Before examining the merits of Clark's sexual harassment claim, the Court must determine on what conduct Clark may rely to establish the claim. In Virginia, Title VII claimants must file a charge of discrimination with the EEOC within 300 days of the alleged unlawful employment practice. See 42 U.S.C. § 2000e-5(e)(1); Edelman v. Lynchburg Coll., 300 F.3d 400, 405 & n.3 (explaining that Title VII claimants have 300 days to file a charge with the EEOC because the Virginia Council on Human Rights possesses the "authority to . . . seek relief from" alleged unlawful employment practices, which makes Virginia a "deferral state") (quoting U.S.C. § 2000e-5(e)(1)). Clark filed her first EEOC charge alleging harassment from a male supervisor on November 20, 2009, meaning that Clark's claim covered any actionable conduct that occurred between January 25, 2009, and November 20, 2009. The meeting between Clark and Lt. Phillips in October 2008 falls outside that window. In its January 26, 2012, Opinion and Order, ECF NO. 41, the Court nevertheless concluded that it could not grant WTRJA's Motion for Summary Judgment on statute of limitations grounds because the facts in the record, read in the light most favorable to Clark, suggested that Clark's sexual harassment claim might extend to the October 2008 incident under the continuing violation doctrine.

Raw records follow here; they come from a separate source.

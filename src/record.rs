//! Validated per-run metric records.
//!
//! A [`MetricRecord`] is one row of provider-vs-reference performance for a
//! single provider, variable and analysis run. Every numeric field is a
//! [`Stat`], which keeps "column absent" apart from "present but not a number".

use chrono::{DateTime, Utc};
use serde::{Serialize, Serializer};

/// Marker written wherever a statistic is undefined.
pub const NAN_MARKER: &str = "nan";

/// A numeric cell after ingestion.
#[derive(Debug, Clone, Copy, PartialEq, Default)]
pub enum Stat {
    /// The column or cell was not supplied.
    #[default]
    Absent,
    /// The cell was supplied but did not hold a finite real number.
    Undefined,
    Defined(f64),
}

impl Stat {
    /// Parses a raw cell. Empty or missing cells are [`Stat::Absent`];
    /// anything that is not a finite number is [`Stat::Undefined`].
    pub fn parse(cell: Option<&str>) -> Self {
        let Some(raw) = cell.map(str::trim) else {
            return Stat::Absent;
        };
        if raw.is_empty() {
            return Stat::Absent;
        }
        match raw.parse::<f64>() {
            Ok(v) if v.is_finite() => Stat::Defined(v),
            _ => Stat::Undefined,
        }
    }

    pub fn value(self) -> Option<f64> {
        match self {
            Stat::Defined(v) => Some(v),
            _ => None,
        }
    }

    pub fn is_supplied(self) -> bool {
        !matches!(self, Stat::Absent)
    }
}

impl Serialize for Stat {
    fn serialize<S: Serializer>(&self, serializer: S) -> Result<S::Ok, S::Error> {
        match self {
            Stat::Absent => serializer.serialize_none(),
            Stat::Undefined => serializer.serialize_str(NAN_MARKER),
            Stat::Defined(v) => serializer.serialize_f64(*v),
        }
    }
}

/// `serialize_with` helper rendering `None` as [`NAN_MARKER`].
pub fn serialize_nan<S: Serializer>(value: &Option<f64>, serializer: S) -> Result<S::Ok, S::Error> {
    match value {
        Some(v) => serializer.serialize_f64(*v),
        None => serializer.serialize_str(NAN_MARKER),
    }
}

/// One accepted row. Immutable once ingested; the
/// `(provider, variable, run_id)` triple is unique within an ingestion.
///
/// Field order is the column order of the central metric log.
#[derive(Debug, Clone, PartialEq, Serialize)]
pub struct MetricRecord {
    pub provider: String,
    pub variable: String,
    pub run_id: String,
    pub timestamp: Option<DateTime<Utc>>,

    pub n_provider: Stat,
    pub n_reference: Stat,
    pub coverage_pct: Stat,
    pub derived_pct: Stat,

    pub bias: Stat,
    pub mae: Stat,
    pub rmse: Stat,
    pub corr: Stat,
    pub over_pct: Stat,
    pub under_pct: Stat,

    // provider vs reference linear fit
    pub slope: Stat,
    pub intercept: Stat,
    pub r_squared: Stat,

    pub diurnal_amplitude: Stat,
    pub diurnal_peak_hour: Stat,

    // thresholded-event detection
    pub pod: Stat,
    pub far: Stat,
    pub csi: Stat,
}

impl MetricRecord {
    /// Creates a record with every statistic absent.
    pub fn new(provider: &str, variable: &str, run_id: &str) -> Self {
        MetricRecord {
            provider: provider.to_string(),
            variable: variable.to_string(),
            run_id: run_id.to_string(),
            timestamp: None,
            n_provider: Stat::Absent,
            n_reference: Stat::Absent,
            coverage_pct: Stat::Absent,
            derived_pct: Stat::Absent,
            bias: Stat::Absent,
            mae: Stat::Absent,
            rmse: Stat::Absent,
            corr: Stat::Absent,
            over_pct: Stat::Absent,
            under_pct: Stat::Absent,
            slope: Stat::Absent,
            intercept: Stat::Absent,
            r_squared: Stat::Absent,
            diurnal_amplitude: Stat::Absent,
            diurnal_peak_hour: Stat::Absent,
            pod: Stat::Absent,
            far: Stat::Absent,
            csi: Stat::Absent,
        }
    }

    /// Set the run timestamp
    pub fn at(mut self, timestamp: DateTime<Utc>) -> Self {
        self.timestamp = Some(timestamp);
        self
    }

    pub fn key(&self) -> (String, String, String) {
        (
            self.provider.clone(),
            self.variable.clone(),
            self.run_id.clone(),
        )
    }

    /// True when at least one of bias, MAE or RMSE is a real number.
    pub fn has_core_value(&self) -> bool {
        [self.bias, self.mae, self.rmse]
            .iter()
            .any(|s| s.value().is_some())
    }
}
//! CLI entry point for the forecast provider rater.
//!
//! Provides subcommands for composing the multi-run comparative report,
//! validating run files, and appending a run to the central metric log.

use anyhow::{Result, bail};
use clap::{Parser, Subcommand};
use forecast_rater::analyzers::analyzer::analyze_path;
use forecast_rater::{
    config::RaterConfig,
    ingest::{Ingestor, read_table},
    output::{append_records, print_json, print_pretty, write_report_artifacts},
    report::render_markdown,
};
use std::ffi::OsStr;
use std::path::{Path, PathBuf};
use tracing::{info, warn};
use tracing_subscriber::{
    EnvFilter, Layer,
    fmt::{self, format::FmtSpan},
    layer::SubscriberExt,
    util::SubscriberInitExt,
};

#[derive(Parser)]
#[command(name = "forecast_rater")]
#[command(
    about = "Aggregate and rank weather forecast providers against reanalysis metrics",
    long_about = None
)]
struct Cli {
    /// JSON config file (falls back to RATER_CONFIG, then built-in defaults)
    #[arg(long, global = true)]
    config: Option<String>,

    #[command(subcommand)]
    command: Commands,
}

#[derive(Subcommand)]
enum Commands {
    /// Compose the comparative report from a directory of run summaries or a metric log
    Report {
        /// Directory of run summary CSVs, or a single log file
        #[arg(value_name = "DIR_OR_FILE", default_value = "wyniki")]
        source: PathBuf,

        /// Directory to write the report and CSV artifacts into
        #[arg(short, long, default_value = "wyniki/analysis_history")]
        output_dir: PathBuf,

        /// |bias_median| below this is reported as neutral
        #[arg(long)]
        bias_epsilon: Option<f64>,

        /// Maximum number of run files read concurrently
        #[arg(short, long)]
        concurrency: Option<usize>,

        /// Comma-separated variables to keep ("all" keeps every variable)
        #[arg(long, value_delimiter = ',')]
        variables: Option<Vec<String>>,

        /// Also write the full report as JSON
        #[arg(long, default_value_t = false)]
        json: bool,
    },
    /// Ingest run files and report malformed, duplicate and suspicious rows
    Validate {
        /// Directory of run summary CSVs, or a single file
        #[arg(value_name = "DIR_OR_FILE")]
        source: PathBuf,

        /// Fail when anything was rejected or flagged
        #[arg(long, default_value_t = false)]
        strict: bool,
    },
    /// Append one run summary to the central metric log
    Append {
        /// Run summary CSV (or .csv.gz)
        #[arg(value_name = "FILE")]
        source: PathBuf,

        /// Central metric log to append to
        #[arg(short, long, default_value = "central_metric_log.csv")]
        log: PathBuf,

        /// Run id to use instead of the one derived from the file name
        #[arg(long)]
        run_id: Option<String>,
    },
}

#[tokio::main]
async fn main() -> Result<()> {
    dotenvy::dotenv().ok(); // Load .env file

    // Logging setup: colored stderr + JSON rolling log file
    let log_file_path =
        std::env::var("LOG_FILE_PATH").unwrap_or_else(|_| "logs/forecast_rater.log".to_string());
    let log_dir = Path::new(&log_file_path)
        .parent()
        .unwrap_or(Path::new("logs"));
    let log_file_name = Path::new(&log_file_path)
        .file_name()
        .unwrap_or(OsStr::new("forecast_rater.log"));

    let file_appender = tracing_appender::rolling::daily(log_dir, log_file_name);
    let (non_blocking_file, _file_guard) = tracing_appender::non_blocking(file_appender);

    let stderr_layer = fmt::layer()
        .with_target(true)
        .with_span_events(FmtSpan::CLOSE)
        .with_ansi(true)
        .with_writer(std::io::stderr)
        .with_filter(EnvFilter::from_env("RUST_LOG").add_directive("info".parse()?));

    let json_layer = fmt::layer()
        .json()
        .with_current_span(true)
        .with_span_list(true)
        .with_writer(non_blocking_file)
        .with_filter(EnvFilter::from_env("RUST_LOG_JSON").add_directive("debug".parse()?));

    tracing_subscriber::registry()
        .with(stderr_layer)
        .with(json_layer)
        .init();

    let cli = Cli::parse();
    let mut config = RaterConfig::resolve(cli.config.as_deref())?;

    match cli.command {
        Commands::Report {
            source,
            output_dir,
            bias_epsilon,
            concurrency,
            variables,
            json,
        } => {
            if let Some(epsilon) = bias_epsilon {
                config.bias_epsilon = epsilon;
            }
            if let Some(concurrency) = concurrency {
                config.concurrency = concurrency;
            }
            if let Some(variables) = variables {
                config.variables = if variables.iter().any(|v| v == "all") {
                    Vec::new()
                } else {
                    variables
                };
            }

            let analysis = analyze_path(&source, &config).await?;
            let markdown = render_markdown(&analysis.report);
            print_pretty(&analysis.report);

            write_report_artifacts(
                &output_dir,
                &analysis.records,
                &analysis.report,
                &markdown,
                json,
            )?;

            for entry in &analysis.report.overall.entries {
                info!(
                    rank = entry.rank,
                    provider = %entry.provider,
                    median_of_medians_rmse = ?entry.median_of_medians_rmse,
                    "Overall ranking"
                );
            }
        }
        Commands::Validate { source, strict } => {
            let analysis = analyze_path(&source, &config).await?;
            let validation = &analysis.report.validation;
            print_json(validation)?;

            if strict && !validation.is_clean() {
                bail!(
                    "validation failed: {} malformed, {} duplicates, {} warnings, {} unreadable",
                    validation.malformed_count(),
                    validation.duplicate_count(),
                    validation.warnings.len(),
                    validation.unreadable.len()
                );
            }
        }
        Commands::Append {
            source,
            log,
            run_id,
        } => {
            append_run(&source, &log, run_id, &config)?;
        }
    }

    Ok(())
}

/// Validates one run file and appends its accepted records to the central
/// log, rejecting triples the log already holds.
#[tracing::instrument(skip(source, log, config), fields(source = %source.display(), log = %log.display()))]
fn append_run(
    source: &Path,
    log: &Path,
    run_id: Option<String>,
    config: &RaterConfig,
) -> Result<()> {
    let mut table = read_table(source)?;
    if let Some(run_id) = run_id {
        table.run_id = run_id;
    }

    let known = if log.exists() {
        let existing = read_table(log)?;
        let mut ingestor = Ingestor::new(config);
        ingestor.ingest_table(&existing);
        ingestor
            .finish()
            .records
            .iter()
            .map(|r| r.key())
            .collect::<Vec<_>>()
    } else {
        Vec::new()
    };

    let mut ingestor = Ingestor::new(config).with_known_keys(known);
    ingestor.ingest_table(&table);
    let ingested = ingestor.finish();

    if ingested.report.duplicate_count() > 0 {
        warn!(
            duplicates = ingested.report.duplicate_count(),
            "Rows already present in the log were skipped"
        );
    }

    let appended = append_records(log, &ingested.records)?;
    info!(
        appended,
        run_id = %table.run_id,
        rejected = ingested.report.rejected.len(),
        "Run appended to central log"
    );
    Ok(())
}
use crate::analyzers::aggregate::aggregate_records;
use crate::analyzers::ranking::{
    bias_patterns, detection_rankings, overall_ranking, rank_variables, variable_summaries,
};
use crate::analyzers::types::ComparativeReport;
use crate::config::RaterConfig;
use crate::ingest::{self, IngestReport, Ingested, Ingestor, RawTable};
use crate::record::MetricRecord;
use anyhow::Result;
use std::collections::HashSet;
use std::fs;
use std::path::{Path, PathBuf};
use std::sync::Arc;
use tracing::{Instrument, debug, info, warn};

pub const SCHEMA_VERSION: u8 = 1;

/// Accepted records and the report composed from them.
pub struct Analysis {
    pub records: Vec<MetricRecord>,
    pub report: ComparativeReport,
}

/// Tables read from disk plus the files that could not be read.
#[derive(Default)]
pub struct LoadedTables {
    pub tables: Vec<RawTable>,
    pub failures: Vec<(String, String)>,
}

/// Lists `*.csv` / `*.csv.gz` files directly inside `dir`, sorted by path.
pub fn list_run_files(dir: &Path) -> Result<Vec<PathBuf>> {
    let mut files = Vec::new();

    for entry in fs::read_dir(dir)? {
        let entry = entry?;
        let path = entry.path();
        if entry.file_type()?.is_file() && ingest::is_run_file(&path) {
            files.push(path);
        }
    }

    files.sort();
    Ok(files)
}

/// Reads run files concurrently, at most `concurrency` at a time.
///
/// Each file is parsed on its own blocking task with no shared state; the
/// results are collected only after every task has finished.
pub async fn load_tables(paths: Vec<PathBuf>, concurrency: usize) -> LoadedTables {
    let semaphore = Arc::new(tokio::sync::Semaphore::new(concurrency.max(1)));
    let mut tasks = Vec::with_capacity(paths.len());

    for path in paths {
        let sem = semaphore.clone();
        let source = path.display().to_string();
        let span = tracing::debug_span!("read_run_file", path = %source);

        let task = tokio::spawn(
            async move {
                let _permit = sem.acquire_owned().await?;
                let table = tokio::task::spawn_blocking(move || ingest::read_table(&path)).await??;
                debug!(rows = table.rows.len(), run_id = %table.run_id, "Run file read");
                Ok::<RawTable, anyhow::Error>(table)
            }
            .instrument(span),
        );
        tasks.push((source, task));
    }

    let mut loaded = LoadedTables::default();
    for (source, task) in tasks {
        match task.await {
            Ok(Ok(table)) => loaded.tables.push(table),
            Ok(Err(e)) => {
                warn!(source = %source, error = %e, "Failed to read run file");
                loaded.failures.push((source, e.to_string()));
            }
            Err(e) => {
                warn!(source = %source, error = %e, "Run file task failed");
                loaded.failures.push((source, e.to_string()));
            }
        }
    }

    loaded
}

/// Orders tables by timestamp (untimed last), then run id, then source, so
/// the first occurrence of a duplicate is always the same one.
pub fn sort_tables(tables: &mut [RawTable]) {
    tables.sort_by(|a, b| {
        let ta = (a.timestamp.is_none(), a.timestamp);
        let tb = (b.timestamp.is_none(), b.timestamp);
        ta.cmp(&tb)
            .then_with(|| a.run_id.cmp(&b.run_id))
            .then_with(|| a.source.cmp(&b.source))
    });
}

/// Merges loaded tables into one validated record set.
pub fn ingest_loaded(mut loaded: LoadedTables, config: &RaterConfig) -> Ingested {
    sort_tables(&mut loaded.tables);

    let mut ingestor = Ingestor::new(config);
    for table in &loaded.tables {
        ingestor.ingest_table(table);
    }
    for (source, error) in &loaded.failures {
        ingestor.record_unreadable(source, error);
    }
    ingestor.finish()
}

/// Aggregates and ranks an ingested record set. Pure: the same records and
/// config always give the same report.
pub fn compose(
    records: &[MetricRecord],
    validation: IngestReport,
    config: &RaterConfig,
) -> ComparativeReport {
    let groups = aggregate_records(records);
    let run_count = records
        .iter()
        .map(|r| r.run_id.as_str())
        .collect::<HashSet<_>>()
        .len();

    ComparativeReport {
        schema_version: SCHEMA_VERSION,
        run_count,
        record_count: records.len(),
        rankings: rank_variables(&groups),
        bias_patterns: bias_patterns(&groups, config.bias_epsilon),
        overall: overall_ranking(&groups),
        detection: detection_rankings(&groups),
        variables: variable_summaries(&groups),
        groups,
        validation,
    }
}

/// Loads every run file under `source` (a directory, or a single file such
/// as the central metric log), ingests, aggregates and ranks.
#[tracing::instrument(skip(source, config), fields(source = %source.display()))]
pub async fn analyze_path(source: &Path, config: &RaterConfig) -> Result<Analysis> {
    let paths = if source.is_dir() {
        list_run_files(source)?
    } else {
        vec![source.to_path_buf()]
    };

    if paths.is_empty() {
        warn!("No run files found");
    } else {
        info!(files = paths.len(), concurrency = config.concurrency, "Loading run files");
    }

    let loaded = load_tables(paths, config.concurrency).await;
    let Ingested { records, report } = ingest_loaded(loaded, config);

    info!(
        accepted = report.accepted,
        malformed = report.malformed_count(),
        duplicates = report.duplicate_count(),
        filtered = report.filtered,
        unreadable = report.unreadable.len(),
        "Ingestion complete"
    );

    let report = compose(&records, report, config);
    info!(
        runs = report.run_count,
        groups = report.groups.len(),
        "Aggregation complete"
    );

    Ok(Analysis { records, report })
}

#[cfg(test)]
mod tests {
    use super::*;
    use crate::ingest::parse_table;
    use chrono::{TimeZone, Utc};
    use std::env;

    fn temp_dir(name: &str) -> PathBuf {
        let dir = env::temp_dir().join(name);
        let _ = fs::remove_dir_all(&dir);
        fs::create_dir_all(&dir).unwrap();
        dir
    }

    #[test]
    fn test_sort_tables_puts_untimed_last() {
        let t1 = Utc.with_ymd_and_hms(2025, 8, 1, 0, 0, 0).unwrap();
        let t2 = Utc.with_ymd_and_hms(2025, 8, 2, 0, 0, 0).unwrap();
        let mut tables = vec![
            RawTable::new("c", "c", None),
            RawTable::new("b", "b", Some(t2)),
            RawTable::new("a", "a", Some(t1)),
        ];
        sort_tables(&mut tables);
        let order: Vec<&str> = tables.iter().map(|t| t.run_id.as_str()).collect();
        assert_eq!(order, vec!["a", "b", "c"]);
    }

    #[test]
    fn test_ingest_loaded_keeps_earliest_duplicate() {
        let config = RaterConfig::default();
        let csv = "provider,variable,run_id,rmse\nmetno,precipitation,shared,";
        let early = Utc.with_ymd_and_hms(2025, 8, 1, 0, 0, 0).unwrap();
        let late = Utc.with_ymd_and_hms(2025, 8, 2, 0, 0, 0).unwrap();
        let loaded = LoadedTables {
            tables: vec![
                parse_table(format!("{}0.9\n", csv).as_bytes(), "late", "late", Some(late))
                    .unwrap(),
                parse_table(format!("{}0.1\n", csv).as_bytes(), "early", "early", Some(early))
                    .unwrap(),
            ],
            failures: vec![("broken.csv".to_string(), "permission denied".to_string())],
        };
        let out = ingest_loaded(loaded, &config);
        assert_eq!(out.records.len(), 1);
        assert_eq!(out.records[0].rmse.value(), Some(0.1));
        assert_eq!(out.report.duplicate_count(), 1);
        assert_eq!(out.report.unreadable.len(), 1);
    }

    #[tokio::test]
    async fn test_analyze_path_reads_directory() {
        let dir = temp_dir("forecast_rater_test_analyze_dir");
        fs::write(
            dir.join("era5_comparison_summary_20250801_000000Z.csv"),
            "provider,variable,bias,mae,rmse\nmetno,precipitation,0.01,0.05,0.1\n",
        )
        .unwrap();
        fs::write(
            dir.join("era5_comparison_summary_20250803_000000Z.csv"),
            "provider,variable,bias,mae,rmse\nmetno,precipitation,0.03,0.07,0.3\n",
        )
        .unwrap();
        fs::write(dir.join("notes.txt"), "ignored").unwrap();

        let analysis = analyze_path(&dir, &RaterConfig::default()).await.unwrap();
        assert_eq!(analysis.records.len(), 2);
        assert_eq!(analysis.report.run_count, 2);
        let group = &analysis.report.groups[0];
        assert_eq!(group.rmse_median, Some(0.2));
        assert!((group.trend_rmse_per_day.unwrap() - 0.1).abs() < 1e-9);

        fs::remove_dir_all(&dir).unwrap();
    }

    #[tokio::test]
    async fn test_load_tables_reports_missing_file() {
        let loaded = load_tables(vec![PathBuf::from("/nonexistent/forecast_rater.csv")], 2).await;
        assert!(loaded.tables.is_empty());
        assert_eq!(loaded.failures.len(), 1);
    }
}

"A hostile work environment claim is composed of a series of separate acts that collectively constitute an 'unlawful employment practice.'" Nat'l R.R. Passenger Corp. v. Morgan, 536 U.S. 101, 117 (2002). As such, the continuing violation doctrine permits courts to consider acts that occurred more than 300 days before the plaintiff filed an EEOC charge as part of a hostile work environment claim as long as conduct contributing to the hostile work environment occurred within the statute of limitations period. See Morgan, 536 U.S. at 118; Gilliam, 474 F.2d at 141. Accordingly, for the Court to consider Lt. Phillips's behavior in October 2008 as part of Clark's hostile work environment sexual harassment claim, acts within the limitations period must be sufficiently related to the October 2008 meeting "so as to comprise one unitary and ongoing unlawful employment practice." Edwards v. Murphy-Brown, L.L.C., 760 F. Supp. 2d 607, 621 (E.D. Va. 2011); Lewis v. Norfolk S. Corp., 271 F. Supp. 2d 807, 812 (E.D. Va. 2003). The Court agrees with WTRJA's contention that Clark lacks evidence linking the October 2008 event to harassment that occurred within 300 days of November 20, 2009.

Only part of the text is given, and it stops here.